開催期間中はVR空間に「東京ゲームショウ」オンライン会場が開かれた

 果たして、今後の東京ゲームショウはどうなっていくのか。ゲームショウは一般の方が最新のゲームに触れるイベントでもありますが、ゲーム業界の関係者同士が直接顔をあわせて商談を行う機会でもあります。人と話をするのであればZOOMなどを利用したオンラインでも可能と考える方もいるかもしれませんが、オンラインで会話をするためにはその前に何らかの形で出会い、連絡先を交換しておく必要性が高いのが実情です。

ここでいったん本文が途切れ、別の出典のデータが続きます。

#[async_trait]
impl DocumentStore for MemoryStore {
    async fn get(&self, collection: &str, id: &str) -> Result<Option<DocumentSnapshot>, StoreError> {
        let collections = self.collections.read().await;
        Ok(collections
            .get(collection)
            .and_then(|docs| docs.get(id))
            .map(|data| DocumentSnapshot::new(id, data.clone())))
    }

    async fn create(&self, collection: &str, id: &str, data: Document) -> Result<(), StoreError> {
        self.check_writable(collection, id)?;
        let mut collections = self.collections.write().await;
        let docs = collections.entry(collection.to_string()).or_default();
        if docs.contains_key(id) {
            return Err(StoreError::AlreadyExists {
                collection: collection.to_string(),
                id: id.to_string(),
            });
        }
        docs.insert(id.to_string(), data);
        tracing::trace!(collection, id, "document created");
        Ok(())
    }

    async fn set(&self, collection: &str, id: &str, data: Document) -> Result<(), StoreError> {
        self.check_writable(collection, id)?;
        let mut collections = self.collections.write().await;
        collections
            .entry(collection.to_string())
            .or_default()
            .insert(id.to_string(), data);
        tracing::trace!(collection, id, "document set");
        Ok(())
    }

    async fn update(&self, collection: &str, id: &str, data: Document) -> Result<(), StoreError> {
        self.check_writable(collection, id)?;
        let mut collections = self.collections.write().await;
        let existing = collections
            .get_mut(collection)
            .and_then(|docs| docs.get_mut(id))
            .ok_or_else(|| StoreError::NotFound {
                collection: collection.to_string(),
                id: id.to_string(),
            })?;
        existing.extend(data);
        tracing::trace!(collection, id, "document updated");
        Ok(())
    }

    async fn delete(&self, collection: &str, id: &str) -> Result<(), StoreError> {
        self.check_writable(collection, id)?;
        let mut collections = self.collections.write().await;
        if let Some(docs) = collections.get_mut(collection) {
            docs.remove(id);
        }
        tracing::trace!(collection, id, "document deleted");
        Ok(())
    }

    async fn run_query(&self, query: &Query) -> Result<Vec<DocumentSnapshot>, StoreError> {
        let collections = self.collections.read().await;
        let Some(docs) = collections.get(query.collection()) else {
            validate(query)?;
            return Ok(Vec::new());
        };

        let rows = evaluate(docs, query)?;
        Ok(rows
            .into_iter()
            .map(|(id, data)| {
                let data = match query.projection() {
                    Some(fields) => fields
                        .iter()
                        .filter_map(|field| data.get(field).map(|v| (field.clone(), v.clone())))
                        .collect(),
                    None => data.clone(),
                };
                DocumentSnapshot::new(id.clone(), data)
            })
            .collect())
    }

    async fn count(&self, query: &Query) -> Result<u64, StoreError> {
        let collections = self.collections.read().await;
        match collections.get(query.collection()) {
            Some(docs) => Ok(evaluate(docs, query)?.len() as u64),
            None => validate(query).map(|()| 0),
        }
    }

    async fn commit(&self, batch: WriteBatch) -> Result<(), StoreError> {
        let mut collections = self.collections.write().await;

        let mut created: HashSet<(&str, &str)> = HashSet::new();
        for write in batch.writes() {
            self.check_writable(&write.collection, &write.id)?;
            if write.kind == WriteKind::Create {
                let exists = collections
                    .get(&write.collection)
                    .is_some_and(|docs| docs.contains_key(&write.id));
                if exists || !created.insert((write.collection.as_str(), write.id.as_str())) {
                    return Err(StoreError::AlreadyExists {
                        collection: write.collection.clone(),
                        id: write.id.clone(),
                    });
                }
            }
        }

        let size = batch.len();
        for write in batch.into_writes() {
            collections
                .entry(write.collection)
                .or_default()
                .insert(write.id, write.data);
        }
        tracing::trace!(writes = size, "batch committed");
        Ok(())
    }
}

fn validate(query: &Query) -> Result<(), StoreError> {
    for predicate in query.predicates() {
        if matches!(predicate.operator, NativeOperator::In | NativeOperator::NotIn)
            && !predicate.value.is_array()
        {
            return Err(StoreError::InvalidQuery(format!(
                "'{}' on '{}' requires an array operand",
                predicate.operator, predicate.target
            )));
        }
    }
    Ok(())
}
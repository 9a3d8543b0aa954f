//! # docstore-crud
//!
//! A CRUD translation layer for document databases. It turns framework-neutral
//! CRUD requests (filters, sorting, pagination, field selection, payload
//! merging) into document-store queries and writes.
//!
//! ## Features
//!
//! - **Schemas**: per-collection field declarations with one identity field
//! - **Query translation**: a closed operator set mapped onto native comparisons
//! - **Lifecycle**: `createdAt`/`updatedAt` stamping and soft delete with recovery
//! - **Bulk create**: one atomic batch, all or nothing
//! - **Field visibility**: `allow`, `exclude` and `persist` rules per route
//! - **In-memory store**: a complete [`store::MemoryStore`] for tests and tooling
//!
//! ## Example
//!
//! ```rust
//! use docstore_crud::prelude::*;
//! use serde_json::json;
//! use std::sync::Arc;
//!
//! # #[tokio::main(flavor = "current_thread")]
//! # async fn main() -> docstore_crud::Result<()> {
//! let repository = DocumentRepository::from_config(
//!     Arc::new(MemoryStore::new()),
//!     SchemaConfig::new("kits")
//!         .id_field("id")
//!         .field("name")
//!         .soft_delete(true),
//! )?;
//! let service = CrudService::new(repository);
//!
//! let kit = json!({"id": "kit-1", "name": "A"}).as_object().cloned().unwrap();
//! service.create_one(&CrudRequest::default(), kit).await?;
//!
//! let kits = service.get_many(&CrudRequest::default()).await?;
//! assert_eq!(kits.len(), 1);
//! assert_eq!(kits[0]["name"], "A");
//! # Ok(())
//! # }
//! ```

pub mod config;
pub mod crud;
pub mod error;
pub mod observability;
pub mod query;
pub mod repository;
pub mod schema;
pub mod store;

pub use error::{Error, Result};

/// Commonly used types
pub mod prelude {
    pub use crate::config::{CollectionConfig, Config};
    pub use crate::crud::{CrudRequest, CrudService, ListResponse, ParamOption, ParsedRequest, QueryOptions, RequestOptions};
    pub use crate::error::{Error, Result};
    pub use crate::observability::init_tracing;
    pub use crate::query::{FilterCondition, FilterOperator, OrderDirection, SearchCondition, SortSpec};
    pub use crate::repository::{CrudRepository, DocumentRepository, Entity, LifecycleOptions};
    pub use crate::schema::{Schema, SchemaConfig};
    pub use crate::store::{DocumentStore, StoreError};

    #[cfg(feature = "memory-store")]
    pub use crate::store::MemoryStore;
}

 オフラインイベントは期間中に多くの関係者と出会い、名刺を交換できる最高の機会となっているため、今後も重要な地位を占めることでしょう。また東京ゲームショウではメーカーが大量のグッズを配布するのが恒例となっていますが、こういった品物を生産する業者は新型コロナウイルスにより多大なダメージを負っています。

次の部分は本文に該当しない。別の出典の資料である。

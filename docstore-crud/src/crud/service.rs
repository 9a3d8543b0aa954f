//! CRUD orchestration over a [`CrudRepository`]

use serde_json::Value;
use std::fmt;

use super::fields::{allowed_fields, select_fields};
use super::merge::{merge_for_create, merge_for_replace, merge_for_update, param_values};
use super::options::{QueryOptions, RequestOptions};
use super::request::{CrudRequest, ParsedRequest};
use super::response::{ListResponse, PaginationMeta};
use crate::error::{Error, Result};
use crate::query::{FieldRef, FilterCondition, FilterOperator, QueryBuilder, SortSpec};
use crate::repository::{identity_string, CrudRepository, Entity};

/// CRUD verb, used as a tracing field
#[derive(Debug, Clone, Copy, PartialEq, Eq)]
pub enum Operation {
    /// List
    GetMany,
    /// Count
    CountMany,
    /// Get one
    GetOne,
    /// Create one
    CreateOne,
    /// Create many
    CreateMany,
    /// Partial update
    UpdateOne,
    /// Replacement
    ReplaceOne,
    /// Delete one
    DeleteOne,
    /// Recover one
    RecoverOne,
}

impl fmt::Display for Operation {
    fn fmt(&self, f: &mut fmt::Formatter<'_>) -> fmt::Result {
        match self {
            Self::GetMany => write!(f, "get_many"),
            Self::CountMany => write!(f, "count_many"),
            Self::GetOne => write!(f, "get_one"),
            Self::CreateOne => write!(f, "create_one"),
            Self::CreateMany => write!(f, "create_many"),
            Self::UpdateOne => write!(f, "update_one"),
            Self::ReplaceOne => write!(f, "replace_one"),
            Self::DeleteOne => write!(f, "delete_one"),
            Self::RecoverOne => write!(f, "recover_one"),
        }
    }
}

const EMPTY_PAYLOAD: &str = "Empty data. Nothing to save.";

/// How a single-entity read is shaped
#[derive(Debug, Clone, Copy, PartialEq, Eq)]
enum Lookup {
    /// The route's full query, projection included
    Projected,
    /// Filters and search only; every stored field comes back
    Raw,
    /// Like [`Lookup::Raw`], soft-deleted documents included
    RawWithDeleted,
}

 業者の救済とまでは言いませんが、大規模イベントを開催し大量の発注を行えば生産業者は救われ、会場を訪れたファンは喜び、ゲーム会社は知名度と好感度をアップすることができます。止まってしまった物事の流れを再起動するために、オフラインイベントは重要な役割を占めていくでしょう。

 とはいえ、オンラインイベントについても継続する必要はあるでしょう。オフラインイベントの場合、有力企業の重大発表の時間が重複すると、ファンはどれを見に行こうか迷いがちですし、プレスは取材陣をどのタイミングでどこに送ればいいのか、やりくりに苦労します。その点、配信であればあとでゆっくりと視聴できるため、人があふれた会場を必死になってかき分けていく必要はありません。

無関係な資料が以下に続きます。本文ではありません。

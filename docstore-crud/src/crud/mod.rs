//! Framework-neutral CRUD verbs
//!
//! [`CrudService`] turns a [`CrudRequest`] (what the caller asked for plus the
//! route's [`RequestOptions`]) into repository calls:
//!
//! - field visibility from `allow`/`exclude`/`persist` ([`fields`])
//! - filters from route declarations, path params and the query string
//! - sort, page size and offset with route defaults and caps
//! - payload merging for writes ([`merge`])
//!
//! Filters and sorts on the route's primary param (or the schema id field)
//! target the document identity instead of a stored field.

pub mod fields;
pub mod merge;
mod options;
mod request;
mod response;
mod service;

pub use options::{
    CreateOneRoute, DeleteOneRoute, ParamOption, QueryOptions, RequestOptions, RoutesOptions, WriteRoute,
};
pub use request::{CrudRequest, ParsedRequest};
pub use response::{ListResponse, PaginationMeta};
pub use service::{CrudService, Operation};
//! Comparison operators and their translation to native store syntax
//!
//! Requests speak the closed [`FilterOperator`] vocabulary. Document stores
//! speak [`NativeOperator`]. [`FilterOperator::to_native`] is the only bridge
//! between the two and is an exhaustive match, so adding an operator without a
//! translation fails to compile.
//!
//! # Example
//!
//! ```rust
//! use docstore_crud::query::{FilterOperator, NativeOperator};
//!
//! let op: FilterOperator = "$notin".parse().unwrap();
//! assert_eq!(op.to_native(), NativeOperator::NotIn);
//! assert_eq!(op.to_native().as_str(), "not-in");
//! ```

use serde::{Deserialize, Serialize};
use std::fmt;
use std::str::FromStr;

/// Abstract comparison operator carried by a filter condition
#[derive(Debug, Clone, Copy, PartialEq, Eq, Hash, Serialize, Deserialize)]
#[serde(rename_all = "camelCase")]
pub enum FilterOperator {
    /// Equal to
    #[serde(alias = "$eq")]
    Eq,
    /// Not equal to
    #[serde(alias = "$ne")]
    Ne,
    /// Greater than
    #[serde(alias = "$gt")]
    Gt,
    /// Less than
    #[serde(alias = "$lt")]
    Lt,
    /// Greater than or equal to
    #[serde(alias = "$gte")]
    Gte,
    /// Less than or equal to
    #[serde(alias = "$lte")]
    Lte,
    /// Value is one of a list
    #[serde(alias = "$in")]
    In,
    /// Value is none of a list
    #[serde(alias = "$notin", alias = "notin")]
    NotIn,
}

impl FilterOperator {
    /// Every abstract operator, in declaration order
    pub const ALL: [FilterOperator; 8] = [
        Self::Eq,
        Self::Ne,
        Self::Gt,
        Self::Lt,
        Self::Gte,
        Self::Lte,
        Self::In,
        Self::NotIn,
    ];

    /// Translate to the store's native operator
    pub const fn to_native(self) -> NativeOperator {
        match self {
            Self::Eq => NativeOperator::Equal,
            Self::Ne => NativeOperator::NotEqual,
            Self::Gt => NativeOperator::GreaterThan,
            Self::Lt => NativeOperator::LessThan,
            Self::Gte => NativeOperator::GreaterThanOrEqual,
            Self::Lte => NativeOperator::LessThanOrEqual,
            Self::In => NativeOperator::In,
            Self::NotIn => NativeOperator::NotIn,
        }
    }

    /// Request-level name of the operator (e.g. "notIn")
    pub const fn as_str(self) -> &'static str {
        match self {
            Self::Eq => "eq",
            Self::Ne => "ne",
            Self::Gt => "gt",
            Self::Lt => "lt",
            Self::Gte => "gte",
            Self::Lte => "lte",
            Self::In => "in",
            Self::NotIn => "notIn",
        }
    }
}

impl fmt::Display for FilterOperator {
    fn fmt(&self, f: &mut fmt::Formatter<'_>) -> fmt::Result {
        f.write_str(self.as_str())
    }
}

/// Error returned when parsing an operator name that is not part of the closed set
#[derive(Debug, Clone, PartialEq, Eq, thiserror::Error)]
#[error("unknown filter operator '{0}'")]
pub struct UnknownOperator(pub String);

impl FromStr for FilterOperator {
    type Err = UnknownOperator;

    fn from_str(s: &str) -> Result<Self, Self::Err> {
        let name = s.strip_prefix('$').unwrap_or(s);
        match name.to_ascii_lowercase().as_str() {
            "eq" => Ok(Self::Eq),
            "ne" => Ok(Self::Ne),
            "gt" => Ok(Self::Gt),
            "lt" => Ok(Self::Lt),
            "gte" => Ok(Self::Gte),
            "lte" => Ok(Self::Lte),
            "in" => Ok(Self::In),
            "notin" | "not-in" => Ok(Self::NotIn),
            _ => Err(UnknownOperator(s.to_string())),
        }
    }
}

/// Operator in the document store's own syntax
#[derive(Debug, Clone, Copy, PartialEq, Eq, Hash)]
pub enum NativeOperator {
    /// `==`
    Equal,
    /// `!=`
    NotEqual,
    /// `>`
    GreaterThan,
    /// `<`
    LessThan,
    /// `>=`
    GreaterThanOrEqual,
    /// `<=`
    LessThanOrEqual,
    /// `in`
    In,
    /// `not-in`
    NotIn,
}

impl NativeOperator {
    /// Wire representation understood by the store
    pub const fn as_str(self) -> &'static str {
        match self {
            Self::Equal => "==",
            Self::NotEqual => "!=",
            Self::GreaterThan => ">",
            Self::LessThan => "<",
            Self::GreaterThanOrEqual => ">=",
            Self::LessThanOrEqual => "<=",
            Self::In => "in",
            Self::NotIn => "not-in",
        }
    }
}

impl fmt::Display for NativeOperator {
    fn fmt(&self, f: &mut fmt::Formatter<'_>) -> fmt::Result {
        f.write_str(self.as_str())
    }
}

#[cfg(test)]
mod tests {
    use super::*;
    use std::collections::HashSet;

    #[test]
    fn test_mapping_is_bijective() {
        let natives: HashSet<NativeOperator> =
            FilterOperator::ALL.iter().map(|op| op.to_native()).collect();
        assert_eq!(natives.len(), FilterOperator::ALL.len());

        let wire: HashSet<&str> = natives.iter().map(|op| op.as_str()).collect();
        assert_eq!(wire.len(), FilterOperator::ALL.len());
    }

    #[test]
    fn test_native_syntax() {
        assert_eq!(FilterOperator::Eq.to_native().as_str(), "==");
        assert_eq!(FilterOperator::Ne.to_native().as_str(), "!=");
        assert_eq!(FilterOperator::Gt.to_native().as_str(), ">");
        assert_eq!(FilterOperator::Lt.to_native().as_str(), "<");
        assert_eq!(FilterOperator::Gte.to_native().as_str(), ">=");
        assert_eq!(FilterOperator::Lte.to_native().as_str(), "<=");
        assert_eq!(FilterOperator::In.to_native().as_str(), "in");
        assert_eq!(FilterOperator::NotIn.to_native().as_str(), "not-in");
    }

    #[test]
    fn test_parse_operator_names() {
        assert_eq!("eq".parse::<FilterOperator>(), Ok(FilterOperator::Eq));
        assert_eq!("$gte".parse::<FilterOperator>(), Ok(FilterOperator::Gte));
        assert_eq!("notIn".parse::<FilterOperator>(), Ok(FilterOperator::NotIn));
        assert_eq!("$notin".parse::<FilterOperator>(), Ok(FilterOperator::NotIn));

        for op in FilterOperator::ALL {
            assert_eq!(op.as_str().parse::<FilterOperator>(), Ok(op));
        }
    }

    #[test]
    fn test_unknown_operator_is_rejected() {
        let err = "$cont".parse::<FilterOperator>().unwrap_err();
        assert_eq!(err.to_string(), "unknown filter operator '$cont'");
    }

    #[test]
    fn test_deserialize_aliases() {
        let op: FilterOperator = serde_json::from_str("\"$lte\"").unwrap();
        assert_eq!(op, FilterOperator::Lte);

        let op: FilterOperator = serde_json::from_str("\"notIn\"").unwrap();
        assert_eq!(op, FilterOperator::NotIn);

        assert!(serde_json::from_str::<FilterOperator>("\"between\"").is_err());
    }
}
//! Field visibility
//!
//! - allowed = schema fields, minus `exclude`, intersected with `allow`
//!   (an empty list counts as not configured)
//! - selected = `persist` followed by the requested fields that are allowed,
//!   or every allowed field when none were requested
//!
//! `persist` fields are returned even when excluded or not allowed.

use super::options::QueryOptions;

/// Schema fields the route may return
pub fn allowed_fields<'a>(fields: impl IntoIterator<Item = &'a str>, options: &QueryOptions) -> Vec<String> {
    let exclude = options.exclude.as_deref().filter(|list| !list.is_empty());
    let allow = options.allow.as_deref().filter(|list| !list.is_empty());

    fields
        .into_iter()
        .filter(|field| exclude.map_or(true, |list| !list.iter().any(|f| f == field)))
        .filter(|field| allow.map_or(true, |list| list.iter().any(|f| f == field)))
        .map(str::to_string)
        .collect()
}

/// Fields to project for a request
pub fn select_fields(requested: &[String], allowed: &[String], persist: &[String]) -> Vec<String> {
    let chosen: Vec<&String> = if requested.is_empty() {
        allowed.iter().collect()
    } else {
        requested.iter().filter(|field| allowed.contains(field)).collect()
    };

    let mut select: Vec<String> = Vec::with_capacity(persist.len() + chosen.len());
    for field in persist.iter().chain(chosen) {
        if !select.contains(field) {
            select.push(field.clone());
        }
    }
    select
}

#[cfg(test)]
mod tests {
    use super::*;

    const FIELDS: [&str; 5] = ["id", "name", "secret", "createdAt", "updatedAt"];

    fn strings(fields: &[&str]) -> Vec<String> {
        fields.iter().map(|f| f.to_string()).collect()
    }

    #[test]
    fn test_no_lists_allows_everything() {
        let allowed = allowed_fields(FIELDS, &QueryOptions::default());
        assert_eq!(allowed, strings(&FIELDS));
    }

    #[test]
    fn test_exclude_and_allow_combine() {
        let options = QueryOptions::default()
            .exclude(["secret"])
            .allow(["id", "name", "secret"]);
        assert_eq!(allowed_fields(FIELDS, &options), strings(&["id", "name"]));
    }

    #[test]
    fn test_empty_lists_count_as_absent() {
        let options = QueryOptions::default()
            .exclude(Vec::<String>::new())
            .allow(Vec::<String>::new());
        assert_eq!(allowed_fields(FIELDS, &options).len(), FIELDS.len());
    }

    #[test]
    fn test_persist_wins_over_exclude() {
        let options = QueryOptions::default().exclude(["secret"]).persist(["secret"]);
        let allowed = allowed_fields(FIELDS, &options);
        let select = select_fields(&[], &allowed, &options.persist);

        assert!(select.contains(&"secret".to_string()));
        assert_eq!(select[0], "secret");
    }

    #[test]
    fn test_requested_field_outside_allow_list_is_dropped() {
        let options = QueryOptions::default().allow(["id", "name"]);
        let allowed = allowed_fields(FIELDS, &options);
        let select = select_fields(&strings(&["name", "secret"]), &allowed, &options.persist);

        assert_eq!(select, strings(&["name"]));
    }

    #[test]
    fn test_no_duplicates_between_persist_and_requested() {
        let allowed = allowed_fields(FIELDS, &QueryOptions::default());
        let select = select_fields(&strings(&["id", "name"]), &allowed, &strings(&["id"]));

        assert_eq!(select, strings(&["id", "name"]));
    }
}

 今回初めて導入されたVR会場についても、各社ともに趣向をこらした展示が行われており、オフラインでは視聴が難しいライブも、開催期間内であれば好きなタイミングで楽しめるようになっていました。これは会場へ足を運ぶことが難しい地方在住の方にとっては大きな利点であり、「東京ゲームショウ」というイベントの性質そのものを変化させる力を秘めた、重要な要素となっていると思われます。

 人の熱気にあふれたオフラインイベント。
 遠くに住んでいても気軽に楽しめるオンラインイベント。

 両方実施するのがベストだとは思いますが、オフラインの出展は大量の人出と資金が、オンラインへの出展は技術力が必要です。同時出展は体力のある大企業でなければ難しいでしょう。来年2022年は9月15日(木)~9月18日(日)に幕張メッセで開催予定であることが明かされていますが、今後も引き続きより良い形を求めての試行錯誤が続いていくのではないでしょうか。